Could you find each line of the data below that contains the word "through" and copy those lines?

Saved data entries

§

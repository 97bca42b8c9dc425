//! Core types flowing through the seeding pipeline

mod records;

pub use records::{
    CandidateRecord, HistoricalWindow, RunSummary, SeedStatus, SeededRecord, TemporalAssignment,
};
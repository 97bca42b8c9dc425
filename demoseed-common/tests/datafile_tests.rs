//! Record file round-trip and normalization tests

use demoseed_common::datafile::{load_records, save_records, RawRecord};
use serde_json::json;

fn record(name: &str) -> RawRecord {
    match json!({ "name": name }) {
        serde_json::Value::Object(map) => map,
        _ => unreachable!(),
    }
}

#[test]
fn save_then_load_round_trips() {
    let dir = tempfile::tempdir().unwrap();
    let path = dir.path().join("records.json");

    let records = vec![record("Acme"), record("Globex")];
    save_records(&path, &records).unwrap();

    let loaded = load_records(&path);
    assert_eq!(loaded.len(), 2);
    assert_eq!(loaded[0]["name"], "Acme");

    // Pretty-printed with 2-space indentation
    let raw = std::fs::read_to_string(&path).unwrap();
    assert!(raw.contains("\n  {"));
}

#[test]
fn missing_file_loads_empty() {
    let dir = tempfile::tempdir().unwrap();
    assert!(load_records(&dir.path().join("absent.json")).is_empty());
}

#[test]
fn malformed_file_loads_empty() {
    let dir = tempfile::tempdir().unwrap();
    let path = dir.path().join("broken.json");
    std::fs::write(&path, "{ not json").unwrap();

    assert!(load_records(&path).is_empty());
}

#[test]
fn single_object_is_normalized_to_list() {
    let dir = tempfile::tempdir().unwrap();
    let path = dir.path().join("single.json");
    std::fs::write(&path, r#"{"name": "Solo"}"#).unwrap();

    let loaded = load_records(&path);
    assert_eq!(loaded.len(), 1);
    assert_eq!(loaded[0]["name"], "Solo");
}

#[test]
fn bom_is_tolerated_and_stripped_on_resave() {
    let dir = tempfile::tempdir().unwrap();
    let path = dir.path().join("bom.json");
    std::fs::write(&path, "\u{feff}[{\"name\": \"Acme\"}]").unwrap();

    let loaded = load_records(&path);
    assert_eq!(loaded.len(), 1);
    assert_eq!(loaded[0]["name"], "Acme");

    // The file was re-saved without the BOM
    let raw = std::fs::read_to_string(&path).unwrap();
    assert!(!raw.starts_with('\u{feff}'));
    assert_eq!(load_records(&path).len(), 1);
}

#[test]
fn non_object_entries_are_skipped() {
    let dir = tempfile::tempdir().unwrap();
    let path = dir.path().join("mixed.json");
    std::fs::write(&path, r#"[{"name": "Keep"}, 42, "stray"]"#).unwrap();

    let loaded = load_records(&path);
    assert_eq!(loaded.len(), 1);
    assert_eq!(loaded[0]["name"], "Keep");
}
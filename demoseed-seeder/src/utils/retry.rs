//! Bounded retry for remote calls
//!
//! Submissions retry on a fixed cadence; generation calls back off
//! exponentially because the completion API rate-limits. Retries are
//! always local to one call and never span records.

use demoseed_common::Result;
use std::future::Future;
use std::time::Duration;
use tracing::{debug, warn};

/// Retry an operation up to `attempts` times with a fixed delay between
/// attempts. The final error is returned unchanged.
pub async fn retry_fixed<F, Fut, T>(
    operation_name: &str,
    attempts: u32,
    delay: Duration,
    mut operation: F,
) -> Result<T>
where
    F: FnMut() -> Fut,
    Fut: Future<Output = Result<T>>,
{
    let mut attempt = 0;
    loop {
        attempt += 1;
        match operation().await {
            Ok(value) => {
                if attempt > 1 {
                    debug!(operation = operation_name, attempt, "Operation succeeded after retry");
                }
                return Ok(value);
            }
            Err(err) if attempt < attempts => {
                warn!(
                    operation = operation_name,
                    attempt,
                    error = %err,
                    "Operation failed, retrying after fixed delay"
                );
                tokio::time::sleep(delay).await;
            }
            Err(err) => return Err(err),
        }
    }
}

/// Retry with exponential backoff: the delay doubles per attempt, bounded
/// to `[min_delay, max_delay]`.
pub async fn retry_exponential<F, Fut, T>(
    operation_name: &str,
    attempts: u32,
    min_delay: Duration,
    max_delay: Duration,
    mut operation: F,
) -> Result<T>
where
    F: FnMut() -> Fut,
    Fut: Future<Output = Result<T>>,
{
    let mut attempt = 0;
    let mut delay = min_delay;
    loop {
        attempt += 1;
        match operation().await {
            Ok(value) => {
                if attempt > 1 {
                    debug!(operation = operation_name, attempt, "Operation succeeded after retry");
                }
                return Ok(value);
            }
            Err(err) if attempt < attempts => {
                warn!(
                    operation = operation_name,
                    attempt,
                    delay_ms = delay.as_millis() as u64,
                    error = %err,
                    "Operation failed, backing off"
                );
                tokio::time::sleep(delay).await;
                delay = (delay * 2).min(max_delay);
            }
            Err(err) => return Err(err),
        }
    }
}
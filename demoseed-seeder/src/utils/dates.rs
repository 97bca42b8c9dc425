//! Date and field formatting helpers
//!
//! The target application exchanges dates as `%m-%d-%y` strings and
//! expects phone numbers and URLs in its own display formats. Values that
//! cannot be parsed pass through unchanged; the application validates its
//! own forms.

use chrono::{NaiveDate, NaiveDateTime};
use tracing::warn;

/// Formats accepted when parsing record date fields
const FLEXIBLE_FORMATS: [&str; 5] = [
    "%Y-%m-%d %H:%M:%S",
    "%Y-%m-%d",
    "%m-%d-%y",
    "%m/%d/%Y",
    "%m-%d-%Y",
];

/// Date format the application's forms expect
const APP_DATE_FORMAT: &str = "%m-%d-%y";

/// Parse a date value in any of the supported formats. Date-only values
/// get a midnight time.
pub fn parse_flexible(raw: &str) -> Option<NaiveDateTime> {
    let trimmed = raw.trim();
    if trimmed.is_empty() {
        return None;
    }
    for format in FLEXIBLE_FORMATS {
        if let Ok(parsed) = NaiveDateTime::parse_from_str(trimmed, format) {
            return Some(parsed);
        }
        if let Ok(parsed) = NaiveDate::parse_from_str(trimmed, format) {
            return parsed.and_hms_opt(0, 0, 0);
        }
    }
    warn!("Cannot parse date '{trimmed}' with any supported format");
    None
}

/// Format a date value the way the application's forms expect, passing
/// the original through when it cannot be parsed.
pub fn format_app_date(value: &str) -> String {
    match parse_flexible(value) {
        Some(parsed) => parsed.format(APP_DATE_FORMAT).to_string(),
        None => value.to_string(),
    }
}

/// Format a raw phone number as `(XXX) XXX-XXXX`. Numbers that are not
/// 10 digits (or 11 with a leading 1) pass through unchanged.
pub fn format_phone_number(raw: &str) -> String {
    let digits: String = raw.chars().filter(char::is_ascii_digit).collect();

    if digits.len() == 10 {
        format!("({}) {}-{}", &digits[..3], &digits[3..6], &digits[6..])
    } else if digits.len() == 11 && digits.starts_with('1') {
        format!("({}) {}-{}", &digits[1..4], &digits[4..7], &digits[7..])
    } else {
        raw.to_string()
    }
}

/// Ensure a URL carries a scheme.
pub fn format_url(raw: &str) -> String {
    let url = raw.trim();
    if url.is_empty() || url.starts_with("http://") || url.starts_with("https://") {
        url.to_string()
    } else {
        format!("https://{url}")
    }
}

#[cfg(test)]
mod tests {
    use super::*;

    #[test]
    fn parses_datetime_and_date_only() {
        let full = parse_flexible("2024-03-15 10:30:00").unwrap();
        assert_eq!(full.format("%H:%M").to_string(), "10:30");

        let date_only = parse_flexible("2024-03-15").unwrap();
        assert_eq!(date_only.format("%H:%M:%S").to_string(), "00:00:00");

        assert!(parse_flexible("03/15/2024").is_some());
        assert!(parse_flexible("03-15-24").is_some());
        assert!(parse_flexible("garbage").is_none());
        assert!(parse_flexible("").is_none());
    }

    #[test]
    fn formats_app_dates() {
        assert_eq!(format_app_date("2024-03-15"), "03-15-24");
        assert_eq!(format_app_date("not a date"), "not a date");
    }

    #[test]
    fn formats_phone_numbers() {
        assert_eq!(format_phone_number("5551234567"), "(555) 123-4567");
        assert_eq!(format_phone_number("1-555-123-4567"), "(555) 123-4567");
        assert_eq!(format_phone_number("555.123.4567"), "(555) 123-4567");
        // Non-US lengths pass through
        assert_eq!(format_phone_number("12345"), "12345");
        assert_eq!(format_phone_number(""), "");
    }

    #[test]
    fn formats_urls() {
        assert_eq!(format_url("example.com"), "https://example.com");
        assert_eq!(format_url("  example.com "), "https://example.com");
        assert_eq!(format_url("http://example.com"), "http://example.com");
        assert_eq!(format_url("https://example.com"), "https://example.com");
        assert_eq!(format_url(""), "");
    }
}
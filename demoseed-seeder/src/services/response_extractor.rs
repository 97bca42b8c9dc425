//! Structured record extraction from completion output
//!
//! The model is asked for a JSON array but rarely returns only that: the
//! array arrives wrapped in prose, inside a markdown fence, or cut off
//! mid-object when the token budget ran out. Extraction runs a chain of
//! narrowing and repair steps and only gives up when no array-shaped JSON
//! is plausibly present. String-aware bracket counting keeps a literal `]`
//! inside a quoted value from terminating the array early.

use demoseed_common::datafile::RawRecord;
use demoseed_common::{Error, Result};
use regex::Regex;
use serde_json::Value;
use tracing::{debug, info, warn};

/// Phrases models put directly before an unfenced array.
const PREAMBLE_PHRASES: [&str; 4] = ["Here's", "Here is", "JSON:", "Array:"];

/// Recover a list of records from free-form completion output.
///
/// Fails with [`Error::Extraction`] when no array start or no plausible
/// array end can be located, or when the text between them cannot be
/// parsed even after repair.
pub fn extract_records(raw: &str) -> Result<Vec<RawRecord>> {
    let (text, start) = locate_array_start(raw)?;
    let end = locate_array_end(text, start)?;
    let json_str = sanitize(&text[start..end]);
    parse_with_repair(&json_str)
}

/// Narrow to a fenced block when one exists, then find the opening `[`.
fn locate_array_start(raw: &str) -> Result<(&str, usize)> {
    if let Some(inner) = fenced_contents(raw) {
        if let Some(pos) = inner.find('[') {
            return Ok((&inner[pos..], 0));
        }
        // Fence without an array; fall back to scanning the full text.
    }

    if let Some(pos) = raw.find('[') {
        return Ok((raw, pos));
    }

    for phrase in PREAMBLE_PHRASES {
        if let Some(idx) = raw.find(&format!("{phrase}[")) {
            return Ok((raw, idx + phrase.len()));
        }
    }

    warn!("No JSON array found in completion output");
    Err(Error::extraction("no JSON array found in response", raw))
}

fn fenced_contents(raw: &str) -> Option<&str> {
    let fence = Regex::new(r"(?s)```(?:json)?\s*(.*?)\s*```").ok()?;
    fence
        .captures(raw)
        .and_then(|caps| caps.get(1))
        .map(|m| m.as_str())
}

/// Find the exclusive end of the array opening at `start`.
fn locate_array_end(text: &str, start: usize) -> Result<usize> {
    let closes = depth_zero_closes(&text[start..]);
    // Later depth-zero closes can only belong to a second array in the
    // same output; the first close ends the array we started in.
    if let Some(first) = closes.first() {
        return Ok(start + first);
    }

    // Truncated output never returns to depth zero. Prefer the last
    // literal `]`; failing that, keep the remainder and let the repair
    // pass re-close the array, provided at least one object completed.
    if let Some(pos) = text[start..].rfind(']') {
        return Ok(start + pos + 1);
    }
    if text[start..].contains('}') {
        debug!("Array close missing, deferring to repair pass");
        return Ok(text.len());
    }

    warn!("No valid JSON array ending found");
    Err(Error::extraction(
        "no valid JSON array ending found",
        &text[start..],
    ))
}

/// Byte offsets (exclusive) at which bracket depth returns to zero,
/// scanning from an opening `[` at offset zero. Double-quoted spans are
/// skipped; a `\`-escaped quote does not toggle string mode.
fn depth_zero_closes(text: &str) -> Vec<usize> {
    let mut closes = Vec::new();
    let mut depth = 0i32;
    let mut in_string = false;
    let mut escape_next = false;

    for (i, ch) in text.char_indices() {
        if escape_next {
            escape_next = false;
            continue;
        }
        match ch {
            '\\' => escape_next = true,
            '"' => in_string = !in_string,
            '[' if !in_string => depth += 1,
            ']' if !in_string => {
                depth -= 1;
                if depth == 0 {
                    closes.push(i + 1);
                }
            }
            _ => {}
        }
    }

    closes
}

/// Strip control characters, collapse whitespace runs, and drop trailing
/// commas before a closing bracket or brace.
fn sanitize(extracted: &str) -> String {
    let mut text = extracted.trim().to_string();
    if let Ok(control) = Regex::new(r"[\x00-\x08\x0B\x0C\x0E-\x1F\x7F]") {
        text = control.replace_all(&text, " ").into_owned();
    }
    if let Ok(whitespace) = Regex::new(r"\s+") {
        text = whitespace.replace_all(&text, " ").into_owned();
    }
    if let Ok(trailing_comma) = Regex::new(r",(\s*[}\]])") {
        text = trailing_comma.replace_all(&text, "$1").into_owned();
    }
    text
}

fn parse_with_repair(json_str: &str) -> Result<Vec<RawRecord>> {
    match serde_json::from_str::<Value>(json_str) {
        Ok(value) => Ok(records_from_value(value)),
        Err(parse_err) => {
            warn!("Initial JSON parse failed, attempting repair: {parse_err}");

            // Truncate to the last complete object boundary and re-close.
            if let Some(pos) = json_str.rfind('}') {
                if pos > 0 {
                    let repaired = format!("{}]", &json_str[..=pos]);
                    if let Ok(value) = serde_json::from_str::<Value>(&repaired) {
                        info!("Parsed truncated array after re-closing");
                        return Ok(records_from_value(value));
                    }
                }
            }

            Err(Error::extraction(
                format!("JSON parse failed: {parse_err}"),
                json_str,
            ))
        }
    }
}

fn records_from_value(value: Value) -> Vec<RawRecord> {
    let items = match value {
        Value::Array(items) => items,
        other => vec![other],
    };
    items
        .into_iter()
        .filter_map(|item| match item {
            Value::Object(map) => Some(map),
            other => {
                warn!("Discarding non-object array element: {other}");
                None
            }
        })
        .collect()
}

§

> **Reply to the task**:
//! Core types flowing through the seeding pipeline
//! cannot be parsed pass through unchanged; the application validates its
/// the original through when it cannot be parsed.
/// 10 digits (or 11 with a leading 1) pass through unchanged.
        // Non-US lengths pass through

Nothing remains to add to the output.